Une idée qui n’est pas complètement inédite
En France, la notion de “préjudice d’être né” avait déjà suscité un vif débat lors de l’affaire Perruche en 2000. Nicolas Perruche, né lourdement handicapé après que sa mère eut contracté une maladie durant la grossesse, avait obtenu la reconnaissance de ce préjudice par la Cour de cassation.
La controverse avait conduit à l’adoption de l’article L. 114-5 du Code de la santé publique, stipulant que « nul ne peut se prévaloir d’un préjudice du seul fait de sa naissance ».
Si la loi française ferme la porte à ce type de recours, d’autres pays ont connu des cas similaires. En 2019, en Inde, un jeune “anti-nataliste” avait réellement intenté une action contre ses parents, estimant qu’il n’avait pas donné son accord pour venir au monde.

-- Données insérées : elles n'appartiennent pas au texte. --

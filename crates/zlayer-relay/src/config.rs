//! Configuration types for the relay server and the relay agent

use serde::{Deserialize, Serialize};
use std::net::SocketAddr;
use std::time::Duration;

use crate::keys::KeyStrategy;

// =============================================================================
// Default value functions for serde
// =============================================================================

fn default_bind() -> SocketAddr {
    SocketAddr::from(([0, 0, 0, 0], 8080))
}

const fn default_request_timeout() -> Duration {
    Duration::from_secs(30)
}

const fn default_upstream_timeout() -> Duration {
    Duration::from_secs(30)
}

const fn default_handshake_timeout() -> Duration {
    Duration::from_secs(10)
}

const fn default_heartbeat_interval() -> Duration {
    Duration::from_secs(30)
}

const fn default_heartbeat_timeout() -> Duration {
    Duration::from_secs(40)
}

const fn default_max_body_bytes() -> usize {
    10 * 1024 * 1024
}

const fn default_cors_max_age() -> u64 {
    3600
}

const fn default_reconnect_interval() -> Duration {
    Duration::from_secs(5)
}

const fn default_max_reconnect_interval() -> Duration {
    Duration::from_secs(60)
}

// =============================================================================
// Server Configuration
// =============================================================================

/// Relay server configuration
#[derive(Debug, Clone, Serialize, Deserialize)]
pub struct RelayServerConfig {
    /// Address to bind the HTTP listener to
    #[serde(default = "default_bind")]
    pub bind: SocketAddr,

    /// Externally visible base URL (e.g. `https://relay.example.com`).
    /// When unset, registration responses carry relative paths.
    #[serde(default, skip_serializing_if = "Option::is_none")]
    pub public_url: Option<String>,

    /// How public keys are allocated
    #[serde(default)]
    pub key_strategy: KeyStrategy,

    /// Upper bound for a relayed request, including time spent queued
    #[serde(default = "default_request_timeout", with = "humantime_serde")]
    pub request_timeout: Duration,

    /// Upper bound for a direct-fetch upstream call
    #[serde(default = "default_upstream_timeout", with = "humantime_serde")]
    pub upstream_timeout: Duration,

    /// How long a new tunnel may take to send its key
    #[serde(default = "default_handshake_timeout", with = "humantime_serde")]
    pub handshake_timeout: Duration,

    /// Heartbeat ping interval on tunnel connections
    #[serde(default = "default_heartbeat_interval", with = "humantime_serde")]
    pub heartbeat_interval: Duration,

    /// Heartbeat timeout (no frame received = dead)
    #[serde(default = "default_heartbeat_timeout", with = "humantime_serde")]
    pub heartbeat_timeout: Duration,

    /// Maximum accepted public request body size
    #[serde(default = "default_max_body_bytes")]
    pub max_body_bytes: usize,

    /// CORS configuration
    #[serde(default)]
    pub cors: CorsConfig,
}

impl Default for RelayServerConfig {
    fn default() -> Self {
        Self {
            bind: default_bind(),
            public_url: None,
            key_strategy: KeyStrategy::default(),
            request_timeout: default_request_timeout(),
            upstream_timeout: default_upstream_timeout(),
            handshake_timeout: default_handshake_timeout(),
            heartbeat_interval: default_heartbeat_interval(),
            heartbeat_timeout: default_heartbeat_timeout(),
            max_body_bytes: default_max_body_bytes(),
            cors: CorsConfig::default(),
        }
    }
}

impl RelayServerConfig {
    /// Validate the server configuration
    ///
    /// # Errors
    ///
    /// Returns an error string if:
    /// - `public_url` is set but is not an `http://` or `https://` URL
    /// - any timeout is zero
    /// - `heartbeat_timeout` is not greater than `heartbeat_interval`
    /// - `max_body_bytes` is 0
    pub fn validate(&self) -> Result<(), String> {
        if let Some(url) = &self.public_url {
            if !url.starts_with("http://") && !url.starts_with("https://") {
                return Err("public_url must start with http:// or https://".to_string());
            }
        }

        if self.request_timeout.is_zero() {
            return Err("request_timeout must be greater than 0".to_string());
        }

        if self.upstream_timeout.is_zero() {
            return Err("upstream_timeout must be greater than 0".to_string());
        }

        if self.handshake_timeout.is_zero() {
            return Err("handshake_timeout must be greater than 0".to_string());
        }

        if self.heartbeat_interval.is_zero() {
            return Err("heartbeat_interval must be greater than 0".to_string());
        }

        if self.heartbeat_timeout <= self.heartbeat_interval {
            return Err("heartbeat_timeout must be greater than heartbeat_interval".to_string());
        }

        if self.max_body_bytes == 0 {
            return Err("max_body_bytes must be greater than 0".to_string());
        }

        Ok(())
    }

    /// Public invocation URL for a key
    #[must_use]
    pub fn public_api_url(&self, key: &str) -> String {
        match &self.public_url {
            Some(base) => format!("{}/api/{key}", base.trim_end_matches('/')),
            None => format!("/api/{key}"),
        }
    }

    /// Tunnel URL an origin connects to for a key
    #[must_use]
    pub fn tunnel_url(&self, key: &str) -> String {
        match &self.public_url {
            Some(base) => {
                let base = base.trim_end_matches('/');
                let base = if let Some(rest) = base.strip_prefix("https://") {
                    format!("wss://{rest}")
                } else if let Some(rest) = base.strip_prefix("http://") {
                    format!("ws://{rest}")
                } else {
                    base.to_string()
                };
                format!("{base}/ws/{key}")
            }
            None => format!("/ws/{key}"),
        }
    }
}

/// CORS configuration
#[derive(Debug, Clone, Serialize, Deserialize)]
pub struct CorsConfig {
    /// Allowed origins (empty = allow all)
    #[serde(default)]
    pub allowed_origins: Vec<String>,

    /// Preflight cache duration in seconds
    #[serde(default = "default_cors_max_age")]
    pub max_age: u64,
}

impl Default for CorsConfig {
    fn default() -> Self {
        Self {
            allowed_origins: Vec::new(),
            max_age: default_cors_max_age(),
        }
    }
}

// =============================================================================
// Client Configuration
// =============================================================================

/// Relay agent (origin side) configuration
#[derive(Debug, Clone, Serialize, Deserialize)]
pub struct RelayClientConfig {
    /// Tunnel URL (`ws://` or `wss://`, e.g. `wss://relay.example.com/ws/abc`)
    pub server_url: String,

    /// Key to announce during the handshake
    pub key: String,

    /// Base URL of the local API requests are forwarded to
    pub local_api: String,

    /// Upper bound for a call to the local API
    #[serde(default = "default_request_timeout", with = "humantime_serde")]
    pub request_timeout: Duration,

    /// Initial reconnect delay
    #[serde(default = "default_reconnect_interval", with = "humantime_serde")]
    pub reconnect_interval: Duration,

    /// Maximum reconnect delay (exponential backoff cap)
    #[serde(default = "default_max_reconnect_interval", with = "humantime_serde")]
    pub max_reconnect_interval: Duration,
}

impl RelayClientConfig {
    /// Create a new client configuration with default timings
    pub fn new(
        server_url: impl Into<String>,
        key: impl Into<String>,
        local_api: impl Into<String>,
    ) -> Self {
        Self {
            server_url: server_url.into(),
            key: key.into(),
            local_api: local_api.into(),
            request_timeout: default_request_timeout(),
            reconnect_interval: default_reconnect_interval(),
            max_reconnect_interval: default_max_reconnect_interval(),
        }
    }

    /// Validate the client configuration
    ///
    /// # Errors
    ///
    /// Returns an error string if:
    /// - `server_url` is not a `ws://` or `wss://` URL
    /// - `key` is not a valid public key
    /// - `local_api` is not an `http://` or `https://` URL
    /// - `reconnect_interval` is zero or exceeds `max_reconnect_interval`
    pub fn validate(&self) -> Result<(), String> {
        if self.server_url.is_empty() {
            return Err("server_url cannot be empty".to_string());
        }

        if !self.server_url.starts_with("ws://") && !self.server_url.starts_with("wss://") {
            return Err("server_url must start with ws:// or wss://".to_string());
        }

        crate::keys::PublicKey::parse(&self.key).map_err(|e| e.to_string())?;

        if !self.local_api.starts_with("http://") && !self.local_api.starts_with("https://") {
            return Err("local_api must start with http:// or https://".to_string());
        }

        if self.request_timeout.is_zero() {
            return Err("request_timeout must be greater than 0".to_string());
        }

        if self.reconnect_interval.is_zero() {
            return Err("reconnect_interval must be greater than 0".to_string());
        }

        if self.reconnect_interval > self.max_reconnect_interval {
            return Err(
                "reconnect_interval cannot be greater than max_reconnect_interval".to_string(),
            );
        }

        Ok(())
    }
}

// =============================================================================
// humantime_serde module for Duration serialization
// =============================================================================

mod humantime_serde {
    use serde::{self, Deserialize, Deserializer, Serializer};
    use std::time::Duration;

    pub fn serialize<S>(duration: &Duration, serializer: S) -> Result<S::Ok, S::Error>
    where
        S: Serializer,
    {
        let s = if duration.subsec_nanos() == 0 {
            format!("{}s", duration.as_secs())
        } else {
            format!("{}ms", duration.as_millis())
        };
        serializer.serialize_str(&s)
    }

    pub fn deserialize<'de, D>(deserializer: D) -> Result<Duration, D::Error>
    where
        D: Deserializer<'de>,
    {
        let s = String::deserialize(deserializer)?;
        parse_duration(&s).map_err(serde::de::Error::custom)
    }

    fn parse_number(num_str: &str) -> Result<u64, String> {
        num_str
            .trim()
            .parse()
            .map_err(|_| format!("invalid duration number: {num_str}"))
    }

    pub(super) fn parse_duration(s: &str) -> Result<Duration, String> {
        let s = s.trim();

        // Plain seconds
        if let Ok(secs) = s.parse::<u64>() {
            return Ok(Duration::from_secs(secs));
        }

        if let Some(num_str) = s.strip_suffix("ms") {
            return Ok(Duration::from_millis(parse_number(num_str)?));
        }

        if let Some(num_str) = s.strip_suffix('s') {
            return Ok(Duration::from_secs(parse_number(num_str)?));
        }

        if let Some(num_str) = s.strip_suffix('m') {
            return Ok(Duration::from_secs(parse_number(num_str)? * 60));
        }

        if let Some(num_str) = s.strip_suffix('h') {
            return Ok(Duration::from_secs(parse_number(num_str)? * 3600));
        }

        Err(format!("invalid duration format: {s}"))
    }
}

La vidéo virale de Kass Theaz
Aux États-Unis, c’est Kass Theaz, créatrice de contenu sur TikTok, qui a ravivé ce sujet en publiant une courte vidéo où elle déclare :
« Je n’ai pas consenti à être ici. »
La jeune femme explique, sur un ton faussement sérieux, qu’elle ignorait qu’en grandissant elle devrait travailler pour vivre et que ses parents n’avaient pas pris la peine de lui “demander son avis” avant sa naissance.
Sans surprise, ses propos ont déclenché une pluie de réactions, oscillant entre l’amusement, l’incompréhension et la critique.
@isatandstared Replying to @JCNCLP ♬ original sound – Kass Theaz
Une polémique amplifiée par ses contradictions
L’étonnement des internautes a redoublé lorsqu’ils ont découvert que Kass Theaz était elle-même mère d’enfants. Comment dénoncer le fait d’avoir été mise au monde tout en ayant donné naissance ?
Elle a répondu en précisant que ses enfants étaient adoptés et qu’elle cherchait simplement à “les aider” — selon elle, une situation très différente sur le plan éthique.
Une révélation : c’était une blague
Quelques jours plus tard, dans une interview au New York Post (25 mai), Kass Theaz a admis qu’il ne s’agissait que d’un post satirique. Elle pensait que l’ironie était évidente… mais ne s’attendait pas à ce que tant de spectateurs prennent ses propos au pied de la lettre.
« Je trouve ça drôle. Les gens réagissent vite, souvent sans vérifier les faits. »
L’épisode illustre à quel point une déclaration absurde peut être sortie de son contexte et devenir virale, surtout sur des plateformes où la réactivité prime sur la vérification.